● **Your assignment**
Your output should be one number, which is how many lines in the material contain "variable".

● **Supplied data**
BEGIN

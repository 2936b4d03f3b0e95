//! Unified error types for the troupe crate.
//!
//! Two layers of failure exist:
//! - [`Error`]: configuration-time failures (unknown model keys, duplicate
//!   agent names) that are fatal before any session starts.
//! - [`EngineError`]: failures raised by the orchestration engine while a
//!   session is running. These are propagated to the caller unchanged; no
//!   retry or recovery happens in this crate.

use std::fmt;

/// Result type alias for troupe operations.
pub type Result<T> = std::result::Result<T, Error>;

/// The main error type for the troupe crate.
#[derive(Debug, thiserror::Error)]
#[non_exhaustive]
pub enum Error {
    /// Requested model key is absent from the registry.
    #[error("unknown model key: {key}")]
    UnknownModelKey {
        /// The key that was looked up.
        key: String,
    },

    /// A hosted model entry's API key environment variable is unset.
    ///
    /// Surfaced the first time the entry is used (profile build), not at
    /// process start.
    #[error("missing API key for model `{key}`: environment variable {var} is unset")]
    MissingApiKey {
        /// The model key whose credential failed to resolve.
        key: String,
        /// The environment variable that was consulted.
        var: String,
    },

    /// Sampling temperature outside the accepted range.
    #[error("temperature {value} out of range (expected 0.0..=2.0)")]
    InvalidTemperature {
        /// The rejected value.
        value: f32,
    },

    /// Two agents in one set share a display name.
    #[error("duplicate agent name: {name}")]
    DuplicateAgentName {
        /// The colliding name.
        name: String,
    },

    /// An agent set must contain exactly one termination detector.
    #[error("agent set must contain exactly one termination detector, found {count}")]
    TerminationDetector {
        /// How many detectors were actually present.
        count: usize,
    },

    /// A roster requires a profile that was not configured.
    #[error("no profile configured for {purpose}")]
    MissingProfile {
        /// The functional need the profile would have served.
        purpose: String,
    },

    /// Orchestration engine failure, propagated unchanged.
    #[error("engine error: {0}")]
    Engine(#[from] EngineError),

    /// JSON serialization/deserialization error.
    #[error("JSON error: {0}")]
    Json(#[from] serde_json::Error),

    /// I/O error.
    #[error("I/O error: {0}")]
    Io(#[from] std::io::Error),
}

/// Error raised by a [`ChatEngine`](crate::engine::ChatEngine) run.
///
/// Transport and authentication failures from the engine cross this crate
/// untouched; the categories below exist so callers can tell them apart
/// without parsing messages.
#[derive(Debug, Clone)]
#[non_exhaustive]
pub struct EngineError {
    /// The error kind.
    pub kind: EngineErrorKind,
    /// The provider or endpoint involved, when known.
    pub provider: Option<String>,
    /// Human-readable detail.
    pub message: String,
}

/// Categories of engine errors.
#[derive(Debug, Clone, Copy, PartialEq, Eq)]
#[non_exhaustive]
pub enum EngineErrorKind {
    /// Authentication or authorization failure (bad API key).
    Auth,
    /// Network or connection error (unreachable endpoint).
    Transport,
    /// Per-call timeout exceeded.
    Timeout,
    /// Provider-specific or protocol error.
    Provider,
}

impl EngineErrorKind {
    /// String form used in log lines.
    #[must_use]
    pub const fn as_str(&self) -> &'static str {
        match self {
            Self::Auth => "auth",
            Self::Transport => "transport",
            Self::Timeout => "timeout",
            Self::Provider => "provider",
        }
    }
}

impl EngineError {
    /// Create an authentication error.
    #[must_use]
    pub fn auth(provider: impl Into<String>, message: impl Into<String>) -> Self {
        Self {
            kind: EngineErrorKind::Auth,
            provider: Some(provider.into()),
            message: message.into(),
        }
    }

    /// Create a transport error.
    #[must_use]
    pub fn transport(message: impl Into<String>) -> Self {
        Self {
            kind: EngineErrorKind::Transport,
            provider: None,
            message: message.into(),
        }
    }

    /// Create a timeout error.
    #[must_use]
    pub fn timeout(message: impl Into<String>) -> Self {
        Self {
            kind: EngineErrorKind::Timeout,
            provider: None,
            message: message.into(),
        }
    }

    /// Create a provider error.
    #[must_use]
    pub fn provider(message: impl Into<String>) -> Self {
        Self {
            kind: EngineErrorKind::Provider,
            provider: None,
            message: message.into(),
        }
    }
}

impl fmt::Display for EngineError {
    fn fmt(&self, f: &mut fmt::Formatter<'_>) -> fmt::Result {
        match &self.provider {
            Some(provider) => {
                write!(f, "{} error ({provider}): {}", self.kind.as_str(), self.message)
            }
            None => write!(f, "{} error: {}", self.kind.as_str(), self.message),
        }
    }
}

impl std::error::Error for EngineError {}

#[cfg(test)]
mod tests {
    use super::*;

    #[test]
    fn engine_error_display_includes_provider() {
        let err = EngineError::auth("openai", "invalid key");
        assert_eq!(err.to_string(), "auth error (openai): invalid key");

        let err = EngineError::transport("connection refused");
        assert_eq!(err.to_string(), "transport error: connection refused");
    }

    #[test]
    fn engine_error_converts_into_crate_error() {
        let err: Error = EngineError::timeout("600s elapsed").into();
        assert!(matches!(err, Error::Engine(_)));
    }
}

END

● **Response box**
3